Atherosclerosis is a chronic inflammatory disease characterized by lipid accumulation, immune dysregulation, and cell death within the arterial wall. While extensive research has been devoted to the understanding of its molecular pathogenesis, novel regulatory factors contributing to its progression remain to be identified. Macrophage pyroptosis and the subsequent inflammatory response play a central role in atherogenesis. Recent evidence has implicated long non-coding RNAs (lncRNAs) in macrophage dysfunction and vascular inflammation; however, the precise roles of specific lncRNAs in pyroptosis-mediated atherogenesis are still unclear.

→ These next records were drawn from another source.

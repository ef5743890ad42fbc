//! Wire encoding of control units.
//!
//! ```text
//! unit  := type:u8 item*            (items only for DATA / EXTRA)
//! item  := code:u8 len:u16be bytes[len]
//! code  := 0x10 + field index
//! ```
//!
//! Type bytes are always below [`DATA_CODE_OFFSET`], so a reader knows a
//! unit's item list has ended when the next byte is a type byte.

use std::io::{self, BufRead, Read};

use crate::error::{CtlError, CtlResult};
use crate::types::{CtlData, CtlIdx, CtlType};

/// Item codes start here; anything lower is a unit type.
pub const DATA_CODE_OFFSET: u8 = 0x10;

/// Append one unit to `buf`. Empty fields are not written.
pub fn encode_unit(buf: &mut Vec<u8>, kind: CtlType, data: Option<&CtlData>) -> CtlResult<()> {
    buf.push(kind as u8);

    let Some(data) = data.filter(|_| kind.carries_data()) else {
        return Ok(());
    };

    for idx in CtlIdx::ALL {
        let value = data.get(idx);
        if value.is_empty() {
            continue;
        }
        let len = u16::try_from(value.len()).map_err(|_| {
            CtlError::Protocol(format!("{idx:?} field too long ({} bytes)", value.len()))
        })?;
        buf.push(DATA_CODE_OFFSET + idx as u8);
        buf.extend_from_slice(&len.to_be_bytes());
        buf.extend_from_slice(value.as_bytes());
    }
    Ok(())
}

/// Read one unit from `reader`.
///
/// Returns [`CtlError::Closed`] if the stream ends before a type byte.
pub fn read_unit<R: BufRead>(reader: &mut R) -> CtlResult<(CtlType, CtlData)> {
    let Some(type_byte) = peek_byte(reader)? else {
        return Err(CtlError::Closed);
    };
    reader.consume(1);
    let kind = CtlType::try_from(type_byte)?;

    let mut data = CtlData::default();
    if !kind.carries_data() {
        return Ok((kind, data));
    }

    while let Some(code) = peek_byte(reader)? {
        if code < DATA_CODE_OFFSET {
            break;
        }
        reader.consume(1);

        let mut len = [0u8; 2];
        reader.read_exact(&mut len).map_err(truncated)?;
        let mut value = vec![0u8; u16::from_be_bytes(len) as usize];
        reader.read_exact(&mut value).map_err(truncated)?;

        match CtlIdx::from_index(code - DATA_CODE_OFFSET) {
            Some(idx) => data.set(idx, String::from_utf8_lossy(&value).into_owned()),
            None => tracing::trace!(code, "skipping unknown control field"),
        }
    }

    Ok((kind, data))
}

fn peek_byte<R: BufRead>(reader: &mut R) -> CtlResult<Option<u8>> {
    loop {
        match reader.fill_buf() {
            Ok(buf) => return Ok(buf.first().copied()),
            Err(e) if e.kind() == io::ErrorKind::Interrupted => continue,
            Err(e) => return Err(CtlError::Receive(e)),
        }
    }
}

fn truncated(e: io::Error) -> CtlError {
    if e.kind() == io::ErrorKind::UnexpectedEof {
        CtlError::Protocol("unit truncated mid-field".to_string())
    } else {
        CtlError::Receive(e)
    }
}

In this study, we identified lncRNA MIR17HG as a potential regulator of macrophage pyroptosis and atherosclerosis progression. Exposure of THP-1-derived macrophages to ox-LDL induced a dose-dependent increase in MIR17HG expression. Silencing of MIR17HG significantly reduced the expression of pyroptosis-related factors, caspase-1 activity, LDH release, proinflammatory cytokine secretion, and plasma membrane disruption in ox-LDL-treated macrophages, indicating attenuation of pyroptosis. These effects were reversed by TXNIP overexpression or transfection with a miR-301a-3p inhibitor. Mechanistically, MIR17HG functioned as a competing endogenous RNA (ceRNA), sponging miR-301a-3p to upregulate TXNIP expression and activate the NLRP3 inflammasome. Consistently, MIR17HG knockdown reduced plaque burden, improved plasma lipid profile, and alleviated inflammation in high-fat diet-fed apoE mice; these protective effects were abrogated by administration of a miR-301a-3p antagomir. Collectively, our findings reveal that MIR17HG promotes atherosclerosis by enhancing macrophage pyroptosis through the miR-301a-3p/TXNIP/NLRP3 axis, offering new insight into the lncRNA-mediated regulation of vascular inflammation and plaque development.